### Problem
Go through the entries below from the first line and output each one exactly, up to and including the line with "all rules and".

Data excerpts:
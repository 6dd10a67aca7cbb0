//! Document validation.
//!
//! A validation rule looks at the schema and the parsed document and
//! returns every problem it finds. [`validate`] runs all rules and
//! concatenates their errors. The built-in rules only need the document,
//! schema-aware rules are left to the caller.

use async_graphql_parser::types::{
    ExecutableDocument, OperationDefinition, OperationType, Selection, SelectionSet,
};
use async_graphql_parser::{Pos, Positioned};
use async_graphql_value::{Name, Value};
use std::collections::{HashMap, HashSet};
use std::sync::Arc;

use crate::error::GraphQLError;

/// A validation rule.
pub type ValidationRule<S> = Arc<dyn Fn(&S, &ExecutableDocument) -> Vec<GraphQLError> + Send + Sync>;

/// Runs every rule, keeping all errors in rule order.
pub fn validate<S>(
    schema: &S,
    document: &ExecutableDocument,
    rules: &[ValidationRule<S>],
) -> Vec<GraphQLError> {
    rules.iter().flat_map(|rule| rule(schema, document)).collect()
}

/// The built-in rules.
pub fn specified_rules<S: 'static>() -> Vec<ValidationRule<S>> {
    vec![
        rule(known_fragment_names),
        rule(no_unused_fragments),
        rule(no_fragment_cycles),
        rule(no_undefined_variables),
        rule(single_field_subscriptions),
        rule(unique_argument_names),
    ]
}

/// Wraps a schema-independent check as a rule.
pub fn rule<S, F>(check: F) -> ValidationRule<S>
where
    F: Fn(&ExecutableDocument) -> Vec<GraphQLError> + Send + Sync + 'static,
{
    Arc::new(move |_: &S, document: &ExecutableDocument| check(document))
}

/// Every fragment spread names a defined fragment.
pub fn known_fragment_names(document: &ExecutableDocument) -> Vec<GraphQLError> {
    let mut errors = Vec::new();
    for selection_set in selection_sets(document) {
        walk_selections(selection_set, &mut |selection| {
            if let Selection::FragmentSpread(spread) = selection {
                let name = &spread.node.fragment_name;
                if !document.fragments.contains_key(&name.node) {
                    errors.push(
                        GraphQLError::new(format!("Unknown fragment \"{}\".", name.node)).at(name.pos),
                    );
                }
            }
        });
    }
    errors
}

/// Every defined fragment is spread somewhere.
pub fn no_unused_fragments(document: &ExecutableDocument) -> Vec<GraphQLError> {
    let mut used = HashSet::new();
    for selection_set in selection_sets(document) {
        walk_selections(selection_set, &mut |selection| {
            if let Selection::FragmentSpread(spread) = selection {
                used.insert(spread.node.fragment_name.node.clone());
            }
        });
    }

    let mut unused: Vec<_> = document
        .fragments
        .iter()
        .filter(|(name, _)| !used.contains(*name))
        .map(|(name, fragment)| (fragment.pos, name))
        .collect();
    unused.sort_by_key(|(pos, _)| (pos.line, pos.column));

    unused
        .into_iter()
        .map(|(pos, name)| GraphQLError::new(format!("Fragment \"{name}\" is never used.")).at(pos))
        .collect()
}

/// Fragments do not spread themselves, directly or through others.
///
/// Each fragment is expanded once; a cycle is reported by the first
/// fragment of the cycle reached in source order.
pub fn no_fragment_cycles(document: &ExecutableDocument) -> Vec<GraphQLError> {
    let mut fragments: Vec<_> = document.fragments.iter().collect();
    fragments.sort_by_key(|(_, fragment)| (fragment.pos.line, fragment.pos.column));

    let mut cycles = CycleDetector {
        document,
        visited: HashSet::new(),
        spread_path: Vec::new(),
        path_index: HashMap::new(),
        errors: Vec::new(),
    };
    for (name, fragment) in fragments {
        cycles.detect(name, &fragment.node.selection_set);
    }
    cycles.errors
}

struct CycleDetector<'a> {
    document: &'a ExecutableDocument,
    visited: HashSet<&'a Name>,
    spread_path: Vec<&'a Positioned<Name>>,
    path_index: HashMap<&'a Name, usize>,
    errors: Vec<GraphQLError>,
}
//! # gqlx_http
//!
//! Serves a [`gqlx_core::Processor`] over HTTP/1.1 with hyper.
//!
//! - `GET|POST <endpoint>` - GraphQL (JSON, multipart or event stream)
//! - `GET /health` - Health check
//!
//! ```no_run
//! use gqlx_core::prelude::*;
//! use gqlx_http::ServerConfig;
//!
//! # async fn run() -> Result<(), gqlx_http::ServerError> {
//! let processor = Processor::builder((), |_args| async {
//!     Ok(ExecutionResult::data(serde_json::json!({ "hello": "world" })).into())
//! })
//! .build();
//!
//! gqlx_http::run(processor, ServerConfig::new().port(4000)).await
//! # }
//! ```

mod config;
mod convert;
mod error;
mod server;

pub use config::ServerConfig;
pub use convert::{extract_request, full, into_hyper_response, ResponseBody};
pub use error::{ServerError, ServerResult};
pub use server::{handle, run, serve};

### Written solution
repository 6dd10a67aca7cbb0
//! Document validation.
//!
//! A validation rule looks at the schema and the parsed document and
//! returns every problem it finds. [`validate`] runs all rules and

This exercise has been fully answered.